Released on August 21, 1998, Blade became a commercial success by grossing $70 million at the U.S. box office, and $131.2 million worldwide. Despite mixed reviews from film critics, the film received a positive reception from audiences and has since garnered a cult following. It was followed by two sequels, Blade II and Blade: Trinity, both written by Goyer who also directed the latter.
A re-make/re-boot is in the works with a target release time frame of Halloween 2018. The re-boot will be much darker & truer to the comics with more horror/gore than any of the previous films.
In 1967, a pregnant woman is attacked by a vampire while giving birth. Doctors are able to save her baby, but the woman dies of infection.

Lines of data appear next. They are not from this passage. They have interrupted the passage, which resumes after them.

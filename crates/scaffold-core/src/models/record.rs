use std::borrow::Cow;

use serde::{Deserialize, Serialize};
use serde_json::{Map, Value};

use crate::models::{CoreError, CoreErrorKind, CoreResult};

pub const ID_FIELD: &str = "id";
pub const CREATED_DATE_FIELD: &str = "createdDate";

/// A row of a [`KeyedStore`](crate::persistence::KeyedStore) table.
///
/// `id` is empty until the record is first persisted; the store assigns it
/// together with `created_date`.
#[derive(Clone, Debug, Default, PartialEq, Serialize, Deserialize)]
#[serde(rename_all = "camelCase")]
pub struct Record {
    #[serde(default)]
    pub id: String,
    #[serde(default, skip_serializing_if = "Option::is_none")]
    pub created_date: Option<i64>,
    #[serde(flatten)]
    pub fields: Map<String, Value>,
}

impl Record {
    pub fn new() -> Self {
        Self::default()
    }

    pub fn with_id(id: impl Into<String>) -> Self {
        Self {
            id: id.into(),
            ..Self::default()
        }
    }

    pub fn set(mut self, name: impl Into<String>, value: impl Into<Value>) -> Self {
        self.insert(name, value);
        self
    }

    pub fn insert(&mut self, name: impl Into<String>, value: impl Into<Value>) {
        let name = name.into();
        let value = value.into();
        match name.as_str() {
            ID_FIELD => {
                if let Value::String(id) = value {
                    self.id = id;
                }
            }
            CREATED_DATE_FIELD => self.created_date = value.as_i64(),
            _ => {
                self.fields.insert(name, value);
            }
        }
    }

    /// Value stored under `name`, including the `id` and `createdDate` columns.
    pub fn field(&self, name: &str) -> Option<Cow<'_, Value>> {
        match name {
            ID_FIELD if !self.id.is_empty() => Some(Cow::Owned(Value::String(self.id.clone()))),
            ID_FIELD => None,
            CREATED_DATE_FIELD => self.created_date.map(|date| Cow::Owned(Value::from(date))),
            _ => self.fields.get(name).map(Cow::Borrowed),
        }
    }

    pub fn from_value(value: Value) -> CoreResult<Self> {
        if !value.is_object() {
            return Err(CoreError::new(
                CoreErrorKind::InvalidInput,
                "records must be JSON objects",
            ));
        }
        serde_json::from_value(value).map_err(|error| {
            CoreError::new(
                CoreErrorKind::InvalidInput,
                format!("record is not decodable: {error}"),
            )
        })
    }

    pub fn to_value(&self) -> Value {
        serde_json::to_value(self).unwrap_or(Value::Null)
    }
}
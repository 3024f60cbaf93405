pub mod config;
pub mod container;
pub mod logging;
pub mod models;
pub mod orchestration;
pub mod persistence;
pub mod session;
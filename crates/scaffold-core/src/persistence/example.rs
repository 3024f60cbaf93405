use serde_json::{Map, Value};

use crate::models::{CoreError, CoreErrorKind, CoreResult, Record};

/// How one field of an [`Example`] is compared against a stored record.
#[derive(Clone, Debug, PartialEq)]
pub enum FieldMatch {
    /// Strict equality on a scalar (string, number, bool, null).
    Equals(Value),
    /// Record field is an array holding a deep-equal element for every listed value.
    ContainsAll(Vec<Value>),
    /// Record field is deep-equal to the whole object.
    Object(Map<String, Value>),
}

impl FieldMatch {
    /// Picks the comparison rule from the shape of the query value.
    pub fn for_value(value: Value) -> Self {
        match value {
            Value::Array(values) => FieldMatch::ContainsAll(values),
            Value::Object(object) => FieldMatch::Object(object),
            scalar => FieldMatch::Equals(scalar),
        }
    }

    fn matches(&self, actual: Option<&Value>) -> bool {
        let Some(actual) = actual else {
            return false;
        };
        match self {
            FieldMatch::Equals(expected) => scalar_equals(expected, actual),
            FieldMatch::ContainsAll(expected) => match actual {
                Value::Array(elements) => expected.iter().all(|wanted| {
                    elements
                        .iter()
                        .any(|element| deep_equals(wanted, element))
                }),
                _ => false,
            },
            FieldMatch::Object(expected) => match actual {
                Value::Object(object) => objects_equal(expected, object),
                _ => false,
            },
        }
    }
}

/// Partial record used as a query: every listed field must match, unlisted
/// fields are unconstrained.
#[derive(Clone, Debug, Default, PartialEq)]
pub struct Example {
    fields: Vec<(String, FieldMatch)>,
}

impl Example {
    pub fn new() -> Self {
        Self::default()
    }

    /// Adds a constraint whose rule follows the value's shape (see [`FieldMatch::for_value`]).
    pub fn with(self, field: impl Into<String>, value: impl Into<Value>) -> Self {
        self.with_match(field, FieldMatch::for_value(value.into()))
    }

    pub fn contains_all(
        self,
        field: impl Into<String>,
        values: impl IntoIterator<Item = Value>,
    ) -> Self {
        self.with_match(field, FieldMatch::ContainsAll(values.into_iter().collect()))
    }

    pub fn with_match(mut self, field: impl Into<String>, rule: FieldMatch) -> Self {
        let field = field.into();
        self.fields.retain(|(existing, _)| *existing != field);
        self.fields.push((field, rule));
        self
    }

    /// Builds an example from a JSON object, one constraint per key.
    pub fn from_value(value: Value) -> CoreResult<Self> {
        match value {
            Value::Object(object) => Ok(object
                .into_iter()
                .fold(Self::new(), |example, (field, value)| {
                    example.with(field, value)
                })),
            _ => Err(CoreError::new(
                CoreErrorKind::InvalidInput,
                "query examples must be JSON objects",
            )),
        }
    }

    pub fn is_empty(&self) -> bool {
        self.fields.is_empty()
    }

    pub fn matches(&self, record: &Record) -> bool {
        self.fields
            .iter()
            .all(|(field, rule)| rule.matches(record.field(field).as_deref()))
    }
}

fn scalar_equals(expected: &Value, actual: &Value) -> bool {
    match (expected, actual) {
        (Value::Number(left), Value::Number(right)) => {
            if left == right {
                return true;
            }
            // Integers compare exactly; only a float on either side widens to f64.
            if !(left.is_f64() || right.is_f64()) {
                return false;
            }
            match (left.as_f64(), right.as_f64()) {
                (Some(left), Some(right)) => left == right,
                _ => false,
            }
        }
        (Value::Array(_), _) | (Value::Object(_), _) => false,
        _ => expected == actual,
    }
}

fn deep_equals(left: &Value, right: &Value) -> bool {
    match (left, right) {
        (Value::Array(left), Value::Array(right)) => {
            left.len() == right.len()
                && left
                    .iter()
                    .zip(right.iter())
                    .all(|(left, right)| deep_equals(left, right))
        }
        (Value::Object(left), Value::Object(right)) => objects_equal(left, right),
        _ => scalar_equals(left, right),
    }
}

fn objects_equal(left: &Map<String, Value>, right: &Map<String, Value>) -> bool {
    left.len() == right.len()
        && left.iter().all(|(key, value)| {
            right
                .get(key)
                .is_some_and(|other| deep_equals(value, other))
        })
}
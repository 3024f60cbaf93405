use std::collections::HashMap;
use std::path::PathBuf;
use std::sync::{Arc, Mutex, MutexGuard};
use std::time::{Duration, Instant};

use serde::Serialize;

use crate::models::error::poisoned;
use crate::models::{CoreError, CoreErrorKind, CoreResult, SessionKey};
use crate::persistence::{KeyedStore, StoreConfig};

pub const DEFAULT_MAX_SESSIONS: usize = 100;
pub const DEFAULT_SESSION_TIMEOUT: Duration = Duration::from_secs(30 * 60);

#[derive(Clone, Debug, Eq, PartialEq)]
pub struct SessionFactoryConfig {
    pub max_sessions: usize,
    pub session_timeout: Duration,
    /// Base path for per-session flat files; each session saves to `{path}_{key}`.
    pub persistence_path: Option<PathBuf>,
    /// Whether a freshly opened session store loads its file.
    pub load_on_startup: bool,
}

impl Default for SessionFactoryConfig {
    fn default() -> Self {
        Self {
            max_sessions: DEFAULT_MAX_SESSIONS,
            session_timeout: DEFAULT_SESSION_TIMEOUT,
            persistence_path: None,
            load_on_startup: false,
        }
    }
}

/// A session's store together with the sanitized key it was resolved under.
#[derive(Clone, Debug)]
pub struct SessionDatabase {
    pub key: SessionKey,
    pub store: Arc<KeyedStore>,
    /// Set when this lookup created the store.
    pub created: bool,
}

#[derive(Clone, Copy, Debug, Eq, PartialEq, Serialize)]
#[serde(rename_all = "camelCase")]
pub struct SessionStats {
    pub active_sessions: usize,
    pub max_sessions: usize,
    #[serde(rename = "sessionTimeout")]
    pub session_timeout_ms: u64,
}

struct SessionEntry {
    store: Arc<KeyedStore>,
    last_access: Instant,
    access_seq: u64,
}

#[derive(Default)]
struct FactoryState {
    next_access_seq: u64,
    sessions: HashMap<SessionKey, SessionEntry>,
}

impl FactoryState {
    fn touch(&mut self) -> u64 {
        self.next_access_seq = self.next_access_seq.saturating_add(1);
        self.next_access_seq
    }
}

/// Owns one [`KeyedStore`] per live session.
///
/// The number of live sessions never exceeds `max_sessions`: when a new
/// session needs room, expired sessions are swept first and then the least
/// recently accessed session is evicted.
pub struct SessionStoreFactory {
    config: SessionFactoryConfig,
    state: Mutex<FactoryState>,
}

impl SessionStoreFactory {
    pub fn new(config: SessionFactoryConfig) -> CoreResult<Self> {
        if config.max_sessions == 0 {
            return Err(CoreError::new(
                CoreErrorKind::InvalidInput,
                "max_sessions must allow at least one session",
            ));
        }
        if config.session_timeout.is_zero() {
            return Err(CoreError::new(
                CoreErrorKind::InvalidInput,
                "session_timeout must be greater than zero",
            ));
        }

        Ok(Self {
            config,
            state: Mutex::new(FactoryState::default()),
        })
    }

    pub fn config(&self) -> &SessionFactoryConfig {
        &self.config
    }

    /// Returns the store for `raw_key`, refreshing its last access, or creates a
    /// fresh one when the session is unknown or has expired.
    pub fn get_database(&self, raw_key: &str) -> CoreResult<SessionDatabase> {
        let key = SessionKey::sanitize(raw_key);
        let mut state = self.lock_state()?;
        let now = Instant::now();

        let expired = match state.sessions.get(&key) {
            Some(entry) => self.is_expired(entry, now),
            None => false,
        };
        if expired {
            state.sessions.remove(&key);
            tracing::debug!(session = %key, "session expired, recreating store");
        }

        let seq = state.touch();
        if let Some(entry) = state.sessions.get_mut(&key) {
            entry.last_access = now;
            entry.access_seq = seq;
            return Ok(SessionDatabase {
                key,
                store: entry.store.clone(),
                created: false,
            });
        }

        if state.sessions.len() >= self.config.max_sessions {
            let swept = self.sweep_expired(&mut state, now);
            if swept > 0 {
                tracing::debug!(count = swept, "reclaimed expired sessions at capacity");
            }
        }
        if state.sessions.len() >= self.config.max_sessions
            && let Some(oldest) = oldest_session(&state)
        {
            state.sessions.remove(&oldest);
            tracing::info!(
                session = %oldest,
                max_sessions = self.config.max_sessions,
                "evicted least recently used session"
            );
        }

        let store = Arc::new(KeyedStore::with_config(self.store_config(&key)));
        state.sessions.insert(
            key.clone(),
            SessionEntry {
                store: store.clone(),
                last_access: now,
                access_seq: seq,
            },
        );
        tracing::debug!(session = %key, "created session store");

        Ok(SessionDatabase {
            key,
            store,
            created: true,
        })
    }

    /// Like [`get_database`](Self::get_database), but a newly created store
    /// runs its [`init`](KeyedStore::init) before being returned.
    pub async fn open_database(&self, raw_key: &str) -> CoreResult<SessionDatabase> {
        let database = self.get_database(raw_key)?;
        if database.created && database.store.init().await? {
            tracing::debug!(session = %database.key, "loaded session store from disk");
        }
        Ok(database)
    }

    /// Looks up a live session without refreshing its last access.
    pub fn existing_database(&self, raw_key: &str) -> CoreResult<Option<SessionDatabase>> {
        let key = SessionKey::sanitize(raw_key);
        let state = self.lock_state()?;
        Ok(state.sessions.get(&key).map(|entry| SessionDatabase {
            key: key.clone(),
            store: entry.store.clone(),
            created: false,
        }))
    }

    pub fn remove_session(&self, raw_key: &str) -> CoreResult<bool> {
        let key = SessionKey::sanitize(raw_key);
        let removed = self.lock_state()?.sessions.remove(&key).is_some();
        if removed {
            tracing::debug!(session = %key, "removed session store");
        }
        Ok(removed)
    }

    pub fn cleanup_expired_sessions(&self) -> CoreResult<usize> {
        let mut state = self.lock_state()?;
        let removed = self.sweep_expired(&mut state, Instant::now());
        if removed > 0 {
            tracing::debug!(count = removed, "cleaned up expired sessions");
        }
        Ok(removed)
    }

    pub fn active_sessions(&self) -> CoreResult<Vec<SessionKey>> {
        let state = self.lock_state()?;
        let mut keys: Vec<SessionKey> = state.sessions.keys().cloned().collect();
        keys.sort();
        Ok(keys)
    }

    pub fn stats(&self) -> CoreResult<SessionStats> {
        let state = self.lock_state()?;
        Ok(SessionStats {
            active_sessions: state.sessions.len(),
            max_sessions: self.config.max_sessions,
            session_timeout_ms: u64::try_from(self.config.session_timeout.as_millis())
                .unwrap_or(u64::MAX),
        })
    }
}

impl SessionStoreFactory {
    fn is_expired(&self, entry: &SessionEntry, now: Instant) -> bool {
        now.saturating_duration_since(entry.last_access) > self.config.session_timeout
    }

    fn sweep_expired(&self, state: &mut FactoryState, now: Instant) -> usize {
        let before = state.sessions.len();
        state
            .sessions
            .retain(|_, entry| !self.is_expired(entry, now));
        before - state.sessions.len()
    }

    fn store_config(&self, key: &SessionKey) -> StoreConfig {
        StoreConfig {
            path: self.config.persistence_path.as_ref().map(|base| {
                let mut name = base.clone().into_os_string();
                name.push(format!("_{key}"));
                PathBuf::from(name)
            }),
            load_on_startup: self.config.load_on_startup,
        }
    }

    fn lock_state(&self) -> CoreResult<MutexGuard<'_, FactoryState>> {
        self.state.lock().map_err(|_| poisoned("session factory"))
    }
}

fn oldest_session(state: &FactoryState) -> Option<SessionKey> {
    state
        .sessions
        .iter()
        .min_by_key(|(_, entry)| entry.access_seq)
        .map(|(key, _)| key.clone())
}
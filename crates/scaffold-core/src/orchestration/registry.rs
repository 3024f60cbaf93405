use std::cmp::Reverse;

use serde::{Deserialize, Serialize};
use serde_json::{Map, Value};

use crate::models::error::task_not_found;
use crate::models::{
    CoreResult, CreateTask, SessionKey, TASKS_TABLE, Task, TaskStats, TaskStatus, TaskUpdate,
    clamp_progress, now_millis,
};
use crate::persistence::{Example, RecordStore};

/// Optional constraints for listing a session's tasks.
#[derive(Clone, Debug, Default, PartialEq, Serialize, Deserialize)]
#[serde(rename_all = "camelCase")]
pub struct TaskFilter {
    #[serde(default)]
    pub status: Option<TaskStatus>,
    #[serde(default)]
    pub name: Option<String>,
    #[serde(default)]
    pub user_id: Option<String>,
    #[serde(default)]
    pub metadata: Option<Map<String, Value>>,
}

impl TaskFilter {
    pub fn status(status: TaskStatus) -> Self {
        Self {
            status: Some(status),
            ..Self::default()
        }
    }

    /// Example over the `tasks` table, always pinned to `session`.
    pub fn to_example(&self, session: &SessionKey) -> Example {
        let mut example = Example::new();
        if let Some(status) = self.status {
            example = example.with("status", status.as_str());
        }
        if let Some(name) = &self.name {
            example = example.with("name", name.as_str());
        }
        if let Some(user_id) = &self.user_id {
            example = example.with("userId", user_id.as_str());
        }
        if let Some(metadata) = &self.metadata {
            example = example.with("metadata", Value::Object(metadata.clone()));
        }
        example.with("sessionKey", session.as_str())
    }
}

#[derive(Clone, Copy, Debug, Eq, PartialEq, Serialize, Deserialize)]
#[serde(rename_all = "camelCase")]
pub struct RetentionLimits {
    pub max_completed_tasks: usize,
    pub max_failed_tasks: usize,
}

/// Session-scoped task CRUD and status transitions over a session's store.
///
/// Every lookup checks the stored `sessionKey`; a task owned by another
/// session is reported exactly like a missing one.
#[derive(Clone, Copy, Debug, Default)]
pub struct TaskRegistry;

impl TaskRegistry {
    pub fn new() -> Self {
        Self
    }

    pub fn create_task(
        &self,
        store: &dyn RecordStore,
        session: &SessionKey,
        request: CreateTask,
    ) -> CoreResult<Task> {
        let now = now_millis();
        let task = Task {
            id: store.generate_id(),
            name: request.name,
            description: request.description,
            status: TaskStatus::Pending,
            progress: 0.0,
            current_step: None,
            current_step_description: None,
            created_at: now,
            updated_at: now,
            started_at: None,
            completed_at: None,
            error: None,
            metadata: request.metadata,
            session_key: session.as_str().to_string(),
            user_id: request.user_id,
            ip_address: request.ip_address,
        };

        let stored = self.save(store, &task)?;
        tracing::debug!(session = %session, task_id = %stored.id, "created task");
        Ok(stored)
    }

    pub fn get_task(
        &self,
        store: &dyn RecordStore,
        session: &SessionKey,
        task_id: &str,
    ) -> CoreResult<Task> {
        self.owned_task(store, session, task_id)
    }

    /// Tasks of `session` matching `filter`, oldest first.
    pub fn get_tasks(
        &self,
        store: &dyn RecordStore,
        session: &SessionKey,
        filter: &TaskFilter,
    ) -> CoreResult<Vec<Task>> {
        let records = store.find_all_by_example(TASKS_TABLE, &filter.to_example(session))?;
        let mut tasks: Vec<Task> = records
            .iter()
            .filter_map(|record| match Task::from_record(record) {
                Ok(task) => Some(task),
                Err(error) => {
                    tracing::warn!(
                        session = %session,
                        record_id = %record.id,
                        message = %error.message,
                        "skipping undecodable task record"
                    );
                    None
                }
            })
            .collect();
        tasks.sort_by(|left, right| {
            left.created_at
                .cmp(&right.created_at)
                .then_with(|| left.id.cmp(&right.id))
        });
        Ok(tasks)
    }

    pub fn update_task(
        &self,
        store: &dyn RecordStore,
        session: &SessionKey,
        task_id: &str,
        update: TaskUpdate,
    ) -> CoreResult<Task> {
        let status = update.status;
        let progress = update.progress;
        let stored = self.modify_owned(store, session, task_id, |task| {
            apply_update(task, update, now_millis());
        })?;
        tracing::debug!(
            session = %session,
            task_id = %task_id,
            status = ?status,
            progress = ?progress,
            "updated task"
        );
        Ok(stored)
    }

    /// Moves a pending or running task to `cancelled`; any other task is returned unchanged.
    pub fn cancel_task(
        &self,
        store: &dyn RecordStore,
        session: &SessionKey,
        task_id: &str,
    ) -> CoreResult<Task> {
        let mut cancelled = false;
        let stored = self.modify_owned(store, session, task_id, |task| {
            if task.status.is_cancellable() {
                task.status = TaskStatus::Cancelled;
                task.updated_at = now_millis();
                cancelled = true;
            }
        })?;
        if cancelled {
            tracing::debug!(session = %session, task_id = %task_id, "cancelled task");
        }
        Ok(stored)
    }

    /// Resets a failed or cancelled task to `pending`; any other task is returned unchanged.
    pub fn retry_task(
        &self,
        store: &dyn RecordStore,
        session: &SessionKey,
        task_id: &str,
    ) -> CoreResult<Task> {
        let mut retried = false;
        let stored = self.modify_owned(store, session, task_id, |task| {
            if task.status.is_retryable() {
                task.status = TaskStatus::Pending;
                task.progress = 0.0;
                task.error = None;
                task.started_at = None;
                task.completed_at = None;
                task.updated_at = now_millis();
                retried = true;
            }
        })?;
        if retried {
            tracing::debug!(session = %session, task_id = %task_id, "retried task");
        }
        Ok(stored)
    }

    pub fn delete_task(
        &self,
        store: &dyn RecordStore,
        session: &SessionKey,
        task_id: &str,
    ) -> CoreResult<Task> {
        let task = self.owned_task(store, session, task_id)?;
        store.delete_by_id(TASKS_TABLE, task_id)?;
        tracing::debug!(session = %session, task_id = %task_id, "deleted task");
        Ok(task)
    }

    pub fn task_stats(&self, store: &dyn RecordStore, session: &SessionKey) -> CoreResult<TaskStats> {
        let mut stats = TaskStats::default();
        for task in self.get_tasks(store, session, &TaskFilter::default())? {
            stats.record(task.status);
        }
        Ok(stats)
    }

    /// Keeps the newest `max_completed_tasks` completed tasks (by `completedAt`)
    /// and the newest `max_failed_tasks` failed tasks (by `updatedAt`), deleting
    /// the rest. Returns how many were deleted.
    pub fn cleanup_session_tasks(
        &self,
        store: &dyn RecordStore,
        session: &SessionKey,
        limits: RetentionLimits,
    ) -> CoreResult<usize> {
        let tasks = self.get_tasks(store, session, &TaskFilter::default())?;

        let mut completed: Vec<&Task> = tasks
            .iter()
            .filter(|task| task.status == TaskStatus::Completed)
            .collect();
        completed.sort_by_key(|task| (Reverse(task.completed_at), Reverse(task.updated_at)));

        let mut failed: Vec<&Task> = tasks
            .iter()
            .filter(|task| task.status == TaskStatus::Failed)
            .collect();
        failed.sort_by_key(|task| Reverse(task.updated_at));

        let mut removed = 0;
        let expired = completed
            .iter()
            .skip(limits.max_completed_tasks)
            .chain(failed.iter().skip(limits.max_failed_tasks));
        for task in expired {
            if store.delete_by_id(TASKS_TABLE, &task.id)?.is_some() {
                removed += 1;
            }
        }

        if removed > 0 {
            tracing::debug!(session = %session, count = removed, "cleaned up old tasks");
        }
        Ok(removed)
    }
}

impl TaskRegistry {
    fn owned_task(
        &self,
        store: &dyn RecordStore,
        session: &SessionKey,
        task_id: &str,
    ) -> CoreResult<Task> {
        let record = store
            .find_by_id(TASKS_TABLE, task_id)?
            .ok_or_else(|| task_not_found(session.as_str(), task_id))?;
        let task = Task::from_record(&record)?;
        if task.session_key != session.as_str() {
            return Err(task_not_found(session.as_str(), task_id));
        }
        Ok(task)
    }

    /// Applies `change` to an owned task with the store lock held across the
    /// read and the write. A task deleted in the meantime stays deleted.
    fn modify_owned<F>(
        &self,
        store: &dyn RecordStore,
        session: &SessionKey,
        task_id: &str,
        change: F,
    ) -> CoreResult<Task>
    where
        F: FnOnce(&mut Task),
    {
        let mut change = Some(change);
        let stored = store.update_by_id(TASKS_TABLE, task_id, &mut |record| {
            let mut task = Task::from_record(record)?;
            if task.session_key != session.as_str() {
                return Err(task_not_found(session.as_str(), task_id));
            }
            if let Some(change) = change.take() {
                change(&mut task);
            }
            *record = task.to_record()?;
            Ok(())
        })?;

        match stored {
            Some(record) => Task::from_record(&record),
            None => Err(task_not_found(session.as_str(), task_id)),
        }
    }

    fn save(&self, store: &dyn RecordStore, task: &Task) -> CoreResult<Task> {
        let stored = store.create_or_update(TASKS_TABLE, task.to_record()?)?;
        Task::from_record(&stored)
    }
}

/// Merges `update` into `task`. `startedAt` and `completedAt` are stamped on the
/// first transition into `running` or `completed` and never overwritten.
pub(crate) fn apply_update(task: &mut Task, update: TaskUpdate, now: i64) {
    if let Some(status) = update.status {
        task.status = status;
        match status {
            TaskStatus::Running if task.started_at.is_none() => task.started_at = Some(now),
            TaskStatus::Completed if task.completed_at.is_none() => task.completed_at = Some(now),
            _ => {}
        }
    }
    if let Some(progress) = update.progress {
        task.progress = clamp_progress(progress);
    }
    if let Some(step) = update.current_step {
        task.current_step = Some(step);
    }
    if let Some(description) = update.current_step_description {
        task.current_step_description = Some(description);
    }
    if let Some(error) = update.error {
        task.error = Some(error);
    }
    if let Some(metadata) = update.metadata {
        task.metadata
            .get_or_insert_with(Map::new)
            .extend(metadata);
    }
    task.updated_at = now;
}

Thirty years later, the child has become the vampire hunter Blade. He raids a rave club owned by the vampire Deacon Frost. Police take one of the vampires to the hospital, where he feeds on hematologist Karen Jenson and escapes. Blade takes Karen to a safe house where she is treated by his old friend Abraham Whistler. Whistler explains that he and Blade have been waging a secret war against vampires using weapons based on their elemental weaknesses, such as sunlight and silver. As Karen is now "marked" by the bite of a vampire, both he and Blade tell her to leave the city.
Meanwhile, at a meeting of vampire elders, Frost, the leader of a faction of younger vampires, is rebuked for trying to incite war between vampires and humans. As Frost and his kind were not born as vampires and are therefore not pure-bloods, they are considered socially inferior. In response, Frost has one of the elders executed and strips the others of their authority.